Pour une telle conduite du rapport entre musique et poème, un essai est « capital » : The Music of poetry de T.S. Eliot. Capital parce qu’il infléchit le rapport entre poésie et musique, la pensée de ce rapport qui dès lors ne se passera pas du poème dans sa singularité et son action toujours recommencée sur le problème, parce qu’il met en cause « le schéma même du signe, du sens, présupposé par la requête instrumentaliste du comprendre. » (p. 202) Eliot a ainsi pensé « une musique latente dans le langage de son temps » : le « return to common speech » ouvre en fait les limites à la fois de la poésie et d’une représentation du langage par le signe. Il est continu à ce qu’Eliot a conçu comme « l’unité intérieure » du poème. C’est donc tout le poème dans son ensemble qui crée une musique particulière, intérieure : condition du sens et condition de son débordement. In fine, si la poésie travaille dans le langage ordinaire, les « mots de la tribu » dirait Mallarmé, le poème organise, plus qu’il ne compose, et construit son propre rythme, que Meschonnic désigne par « forme de vie » (p. 202) puis par « l’intonation, le corps, la voix, la vie » (p. 203). Il mentionne alors « cet air qui passe entre les mots et n’est dans aucun mot pris séparément. » (Ibid.) Une manière de reprendre ce qu’a écrit Eliot : « not a line by line matter, a question of the whole poem. » (p. 202) L’air est à la fois musical et atmosphérique ; mais il renvoie à la subjectivité en poème, comme ce que seul un poème peut faire entendre. C’est sans doute la création d’un inouï, à chaque poème, à chaque voix qui est aussi désignée. 
 
L’avenir d’une métaphore 
Meschonnic engage la « musique d’un poème, « la musique de la poésie » comme des métaphores, sans doute. C’est ce qu’il a démontré au sujet du rapport à la musique de Mallarmé, dans Mallarmé, au-delà du silence. Mais les métaphores finissent aussi par tenir lieu de pensée et c’est cette pensée dont il est fait la poétique et la critique. A partir d’un temps les métaphores n’en sont plus et finissent par être des climats dans lesquels nous respirons. Alors, selon Meschonnic, la métaphore conforte les schémas du signe qui pour lui d’abord excluent l’un de l’autre langage poétique et langage ordinaire. Celui-ci serait dépourvu d’un travail sonore que la poésie accomplit dans l’ « hésitation prolongé entre le son et le sens » dont Valéry a fait le propre du poème. Pour Meschonnic cette position ne fait qu’aggraver le dualisme de la forme et du sens, du signifiant et du signifié, alors que tout l’effort théorique est de penser ensemble « forme de vie » et « signifiance », ce qui porte justement à entendre autrement l’ordinaire du langage, à s’en faire l’écoute : « la poésie, loin de s’écarter du langage ordinaire, en est la figure même. » (p. 203) 

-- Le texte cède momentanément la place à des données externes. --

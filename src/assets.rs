//! Asset path resolution module
//!
//! Turns untrusted `{folder}/{file}` URL segments into a path that is
//! guaranteed to be a regular file inside an asset root.

use std::io;
use std::path::{Path, PathBuf};

/// Asset fetch failure, each variant maps to one HTTP status
#[derive(Debug, thiserror::Error)]
pub enum AssetError {
    /// Segment is not a single plain path component (400)
    #[error("invalid path segment: {0:?}")]
    BadRequest(String),
    /// Resolved path escapes the asset root (403)
    #[error("path escapes asset root: {}", .0.display())]
    Forbidden(PathBuf),
    /// Nothing servable at the resolved path (404)
    #[error("asset not found: {}", .0.display())]
    NotFound(PathBuf),
    /// The asset root itself cannot be resolved (500)
    #[error("asset root '{}' unavailable: {source}", path.display())]
    RootUnavailable {
        path: PathBuf,
        #[source]
        source: io::Error,
    },
    /// Reading a resolved file failed (500)
    #[error("failed to read '{}': {source}", path.display())]
    Io {
        path: PathBuf,
        #[source]
        source: io::Error,
    },
}

impl AssetError {
    pub const fn status(&self) -> u16 {
        match self {
            Self::BadRequest(_) => 400,
            Self::Forbidden(_) => 403,
            Self::NotFound(_) => 404,
            Self::RootUnavailable { .. } | Self::Io { .. } => 500,
        }
    }
}

/// Which file a fetch request addresses
#[derive(Debug, Clone, Copy, PartialEq, Eq)]
pub enum FetchKind {
    /// The file named in the request
    Verbatim,
    /// The `.mtl` material next to the named model file
    Material,
}

impl FetchKind {
    /// File name actually looked up for a requested name
    pub fn target_name(self, filename: &str) -> String {
        match self {
            Self::Verbatim => filename.to_string(),
            Self::Material => material_name(filename),
        }
    }
}

/// Swap the extension of `filename` for `.mtl` (`statue.glb` -> `statue.mtl`)
pub fn material_name(filename: &str) -> String {
    Path::new(filename)
        .with_extension("mtl")
        .to_string_lossy()
        .into_owned()
}

/// Percent-decode one URL segment and check it is a single plain component
pub fn decode_segment(raw: &str) -> Result<String, AssetError> {
    let decoded = urlencoding::decode(raw)
        .map_err(|_| AssetError::BadRequest(raw.to_string()))?
        .into_owned();

    let plain = !decoded.is_empty()
        && decoded != "."
        && !decoded.contains(|c: char| matches!(c, '/' | '\\' | '\0'))
        && !Path::new(&decoded).is_absolute();
    if plain {
        Ok(decoded)
    } else {
        Err(AssetError::BadRequest(decoded))
    }
}

/// Resolve `root/folder/filename` to a regular file inside `root`.
///
/// The joined path is canonicalized (following `..` and symlinks) and must
/// still start with the canonical root.
pub async fn resolve(root: &Path, folder: &str, filename: &str) -> Result<PathBuf, AssetError> {
    let canonical_root =
        tokio::fs::canonicalize(root)
            .await
            .map_err(|source| AssetError::RootUnavailable {
                path: root.to_path_buf(),
                source,
            })?;

    let candidate = root.join(folder).join(filename);
    let canonical = match tokio::fs::canonicalize(&candidate).await {
        Ok(p) => p,
        Err(e) if e.kind() == io::ErrorKind::NotFound => {
            return Err(AssetError::NotFound(candidate));
        }
        Err(source) => {
            return Err(AssetError::Io {
                path: candidate,
                source,
            })
        }
    };

    if !canonical.starts_with(&canonical_root) {
        return Err(AssetError::Forbidden(canonical));
    }

    match tokio::fs::metadata(&canonical).await {
        Ok(m) if m.is_file() => Ok(canonical),
        Ok(_) => Err(AssetError::NotFound(candidate)),
        Err(source) => Err(AssetError::Io {
            path: canonical,
            source,
        }),
    }
}
//! HTTP Range request parsing module
//!
//! Single `bytes` range support so large panoramas and models can be
//! fetched in pieces (RFC 7233).

/// Inclusive byte range resolved against a known file size
#[derive(Debug, Clone, Copy, PartialEq, Eq)]
pub struct ByteRange {
    pub start: usize,
    pub end: usize,
}

impl ByteRange {
    pub const fn byte_count(self) -> usize {
        self.end - self.start + 1
    }

    pub fn content_range(self, total_size: usize) -> String {
        format!("bytes {}-{}/{total_size}", self.start, self.end)
    }
}

/// Range header parse result
#[derive(Debug, PartialEq, Eq)]
pub enum RangeParseResult {
    /// Serve this slice with 206
    Valid(ByteRange),
    /// Syntactically valid but outside the file, answer 416
    NotSatisfiable,
    /// No Range header, multi-range or malformed: serve the whole file
    None,
}

/// Parse a `Range` header against a file of `file_size` bytes
///
/// Accepted forms: `bytes=start-end`, `bytes=start-` and `bytes=-suffix`.
///
/// # Examples
/// ```
/// use asset_server::http::range::{parse_range_header, ByteRange, RangeParseResult};
///
/// assert_eq!(
///     parse_range_header(Some("bytes=0-99"), 1000),
///     RangeParseResult::Valid(ByteRange { start: 0, end: 99 })
/// );
/// assert_eq!(parse_range_header(None, 1000), RangeParseResult::None);
/// ```
pub fn parse_range_header(range_header: Option<&str>, file_size: usize) -> RangeParseResult {
    let Some(spec) = range_header.and_then(|h| h.trim().strip_prefix("bytes=")) else {
        return RangeParseResult::None;
    };
    if spec.contains(',') {
        return RangeParseResult::None;
    }
    let Some((first, last)) = spec.split_once('-') else {
        return RangeParseResult::None;
    };
    let (first, last) = (first.trim(), last.trim());

    if first.is_empty() {
        // Suffix form: the final `last` bytes
        let Ok(suffix) = last.parse::<usize>() else {
            return RangeParseResult::None;
        };
        if suffix == 0 || file_size == 0 {
            return RangeParseResult::NotSatisfiable;
        }
        return RangeParseResult::Valid(ByteRange {
            start: file_size.saturating_sub(suffix),
            end: file_size - 1,
        });
    }

    let Ok(start) = first.parse::<usize>() else {
        return RangeParseResult::None;
    };
    let end = if last.is_empty() {
        None
    } else {
        match last.parse::<usize>() {
            Ok(e) => Some(e),
            Err(_) => return RangeParseResult::None,
        }
    };

    if start >= file_size || end.is_some_and(|e| e < start) {
        return RangeParseResult::NotSatisfiable;
    }

    let end = end.map_or(file_size - 1, |e| e.min(file_size - 1));
    RangeParseResult::Valid(ByteRange { start, end })
}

Mais il s’agit en retour de porter la métaphore pour qu’elle fasse comprendre quelque chose de la poésie, de l’activité du poème qui pourrait recevoir non des propriétés musicales, mais de ce qui dans la musique, crée des rapports : « Cet air qui passe entre les mots et qui n’est dans aucun mot pris séparément, cette métaphore musicale dont il semble qu’on ne puisse se défaire, et pas seulement par routine, est en effet significative de ce qui dans le langage échappe au sens, c’est-à-dire au modèle du signe. » (p.203) C’est donc par une attention à une « physique du langage » qu’un rapport à la musique peut être pensé, mais en critiquant une métaphore qui en définitive ferait du musical un surplus, un à-côté du sens, dans une dichotomie avec le son. Meschonnic arrache in fine cette métaphore au régime du signe après en avoir critiqué la stratégie idéologique. Il la montre ainsi pour une « tautologie » : non plus du côté de « l’hésitation entre son et sens », mais comme « métaphore du hors signe », et comme « déjà ce que le signe ne comprend pas » (p. 203), autrement dit poésie. 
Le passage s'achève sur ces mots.